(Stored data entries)
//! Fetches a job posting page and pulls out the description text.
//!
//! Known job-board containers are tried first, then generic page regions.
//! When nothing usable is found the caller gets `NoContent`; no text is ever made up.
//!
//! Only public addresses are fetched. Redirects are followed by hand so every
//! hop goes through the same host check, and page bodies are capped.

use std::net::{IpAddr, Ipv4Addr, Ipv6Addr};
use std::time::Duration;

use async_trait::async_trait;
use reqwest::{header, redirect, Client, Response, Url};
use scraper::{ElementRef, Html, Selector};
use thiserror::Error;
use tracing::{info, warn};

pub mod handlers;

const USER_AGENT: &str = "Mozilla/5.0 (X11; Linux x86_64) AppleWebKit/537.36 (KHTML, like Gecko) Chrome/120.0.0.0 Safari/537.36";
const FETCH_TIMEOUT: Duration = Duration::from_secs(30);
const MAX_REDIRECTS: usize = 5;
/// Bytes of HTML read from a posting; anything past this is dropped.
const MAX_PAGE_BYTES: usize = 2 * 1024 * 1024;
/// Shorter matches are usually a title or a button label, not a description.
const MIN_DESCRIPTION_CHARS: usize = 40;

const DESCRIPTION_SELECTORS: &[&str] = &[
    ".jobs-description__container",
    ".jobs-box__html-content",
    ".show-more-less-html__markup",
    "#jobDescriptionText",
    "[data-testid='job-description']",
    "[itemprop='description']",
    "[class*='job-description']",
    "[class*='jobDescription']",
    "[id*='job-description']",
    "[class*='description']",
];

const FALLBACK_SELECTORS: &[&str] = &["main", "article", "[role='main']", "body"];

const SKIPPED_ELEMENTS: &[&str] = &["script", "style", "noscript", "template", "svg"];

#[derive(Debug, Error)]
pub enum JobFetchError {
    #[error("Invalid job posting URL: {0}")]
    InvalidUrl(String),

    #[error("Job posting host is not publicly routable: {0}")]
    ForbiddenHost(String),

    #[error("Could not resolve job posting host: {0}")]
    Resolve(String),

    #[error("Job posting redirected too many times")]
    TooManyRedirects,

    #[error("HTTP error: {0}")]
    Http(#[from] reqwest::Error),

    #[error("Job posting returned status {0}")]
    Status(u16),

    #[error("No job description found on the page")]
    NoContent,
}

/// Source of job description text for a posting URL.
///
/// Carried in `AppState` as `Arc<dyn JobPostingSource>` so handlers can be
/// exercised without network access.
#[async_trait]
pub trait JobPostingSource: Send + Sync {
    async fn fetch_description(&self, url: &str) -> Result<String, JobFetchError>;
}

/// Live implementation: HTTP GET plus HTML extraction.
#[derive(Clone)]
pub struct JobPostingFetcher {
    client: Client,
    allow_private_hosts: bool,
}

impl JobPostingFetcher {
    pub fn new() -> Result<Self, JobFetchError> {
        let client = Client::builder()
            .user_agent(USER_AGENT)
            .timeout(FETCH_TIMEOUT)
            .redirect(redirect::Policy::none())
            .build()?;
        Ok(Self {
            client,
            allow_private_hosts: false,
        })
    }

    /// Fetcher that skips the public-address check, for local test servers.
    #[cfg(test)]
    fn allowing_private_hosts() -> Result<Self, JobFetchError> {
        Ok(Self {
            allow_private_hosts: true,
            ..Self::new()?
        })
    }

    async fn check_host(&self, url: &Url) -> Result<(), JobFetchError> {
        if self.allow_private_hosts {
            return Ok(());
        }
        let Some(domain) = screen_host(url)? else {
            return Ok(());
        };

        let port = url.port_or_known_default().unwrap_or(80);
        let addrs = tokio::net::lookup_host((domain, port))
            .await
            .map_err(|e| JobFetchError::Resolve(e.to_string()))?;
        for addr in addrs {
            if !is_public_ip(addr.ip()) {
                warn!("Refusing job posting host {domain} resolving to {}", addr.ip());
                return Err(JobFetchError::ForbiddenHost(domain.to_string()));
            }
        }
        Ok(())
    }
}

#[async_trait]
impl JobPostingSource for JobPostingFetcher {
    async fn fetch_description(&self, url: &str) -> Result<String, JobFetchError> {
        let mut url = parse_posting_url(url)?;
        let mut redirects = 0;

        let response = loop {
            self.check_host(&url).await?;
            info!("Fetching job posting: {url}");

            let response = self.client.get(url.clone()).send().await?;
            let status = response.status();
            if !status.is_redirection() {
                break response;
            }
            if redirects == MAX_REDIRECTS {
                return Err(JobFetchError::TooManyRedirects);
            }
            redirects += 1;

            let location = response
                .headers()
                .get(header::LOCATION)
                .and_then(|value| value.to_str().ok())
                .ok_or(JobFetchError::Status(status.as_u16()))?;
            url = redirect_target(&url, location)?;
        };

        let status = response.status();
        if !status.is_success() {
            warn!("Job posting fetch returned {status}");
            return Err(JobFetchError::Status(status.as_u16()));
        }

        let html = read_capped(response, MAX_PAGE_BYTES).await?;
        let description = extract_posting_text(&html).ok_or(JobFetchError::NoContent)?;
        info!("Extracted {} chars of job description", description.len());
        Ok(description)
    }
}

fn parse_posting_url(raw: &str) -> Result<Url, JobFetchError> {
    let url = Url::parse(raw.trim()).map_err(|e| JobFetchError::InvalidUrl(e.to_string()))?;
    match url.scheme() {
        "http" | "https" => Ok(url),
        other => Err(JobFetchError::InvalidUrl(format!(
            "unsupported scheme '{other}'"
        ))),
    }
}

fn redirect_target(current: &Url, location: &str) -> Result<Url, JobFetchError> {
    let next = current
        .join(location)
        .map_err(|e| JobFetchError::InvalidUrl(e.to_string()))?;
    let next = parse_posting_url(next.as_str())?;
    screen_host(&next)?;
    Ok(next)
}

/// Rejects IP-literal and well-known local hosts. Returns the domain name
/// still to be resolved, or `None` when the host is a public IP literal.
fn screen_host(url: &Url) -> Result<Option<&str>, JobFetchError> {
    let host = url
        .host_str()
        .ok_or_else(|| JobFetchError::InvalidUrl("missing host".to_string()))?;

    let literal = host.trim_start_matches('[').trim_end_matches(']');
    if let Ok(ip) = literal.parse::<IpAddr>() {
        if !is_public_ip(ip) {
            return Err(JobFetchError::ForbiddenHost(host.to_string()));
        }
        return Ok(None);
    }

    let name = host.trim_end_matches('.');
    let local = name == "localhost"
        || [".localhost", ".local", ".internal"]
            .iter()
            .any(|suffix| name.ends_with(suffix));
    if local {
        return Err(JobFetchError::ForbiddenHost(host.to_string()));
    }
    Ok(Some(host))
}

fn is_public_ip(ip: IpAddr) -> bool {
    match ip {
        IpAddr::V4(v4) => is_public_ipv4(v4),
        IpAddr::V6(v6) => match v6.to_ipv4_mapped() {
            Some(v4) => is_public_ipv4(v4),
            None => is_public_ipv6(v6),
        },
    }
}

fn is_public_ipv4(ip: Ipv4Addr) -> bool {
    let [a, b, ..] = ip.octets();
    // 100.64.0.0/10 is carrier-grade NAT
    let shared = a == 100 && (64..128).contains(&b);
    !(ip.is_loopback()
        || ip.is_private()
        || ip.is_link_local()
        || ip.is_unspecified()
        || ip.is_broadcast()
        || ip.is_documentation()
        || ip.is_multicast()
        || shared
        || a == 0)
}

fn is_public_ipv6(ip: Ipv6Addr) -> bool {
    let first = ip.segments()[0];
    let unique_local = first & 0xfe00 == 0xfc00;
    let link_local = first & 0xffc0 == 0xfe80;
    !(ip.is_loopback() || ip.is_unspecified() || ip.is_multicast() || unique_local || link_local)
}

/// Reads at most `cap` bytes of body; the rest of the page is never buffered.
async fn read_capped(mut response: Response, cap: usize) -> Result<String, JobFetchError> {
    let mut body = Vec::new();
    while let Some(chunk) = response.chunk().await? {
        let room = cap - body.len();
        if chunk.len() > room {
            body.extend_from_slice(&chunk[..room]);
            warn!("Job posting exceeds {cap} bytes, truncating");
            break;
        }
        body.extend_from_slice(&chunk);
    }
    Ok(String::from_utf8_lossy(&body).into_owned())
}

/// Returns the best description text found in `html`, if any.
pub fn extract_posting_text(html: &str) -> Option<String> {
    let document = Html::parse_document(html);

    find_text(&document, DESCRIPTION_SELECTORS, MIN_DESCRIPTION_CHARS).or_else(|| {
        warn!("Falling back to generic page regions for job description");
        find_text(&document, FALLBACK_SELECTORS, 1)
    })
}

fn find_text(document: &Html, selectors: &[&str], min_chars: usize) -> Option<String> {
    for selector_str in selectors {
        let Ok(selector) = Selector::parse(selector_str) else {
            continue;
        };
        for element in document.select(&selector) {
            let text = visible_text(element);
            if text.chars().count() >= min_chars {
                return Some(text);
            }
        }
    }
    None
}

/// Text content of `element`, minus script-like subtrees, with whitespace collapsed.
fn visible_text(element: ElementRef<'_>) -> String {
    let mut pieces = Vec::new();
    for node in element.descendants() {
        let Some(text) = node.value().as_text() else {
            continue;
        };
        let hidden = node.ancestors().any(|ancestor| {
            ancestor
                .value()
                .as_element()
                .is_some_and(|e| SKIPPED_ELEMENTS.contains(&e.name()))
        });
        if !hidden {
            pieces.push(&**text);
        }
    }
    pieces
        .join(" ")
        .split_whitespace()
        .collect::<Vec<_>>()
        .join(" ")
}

Exercise directions:
Go through the records above, find every line with the word "Duration", and list those lines.

The completed task:
use std::time::Duration;
const FETCH_TIMEOUT: Duration = Duration::from_secs(30);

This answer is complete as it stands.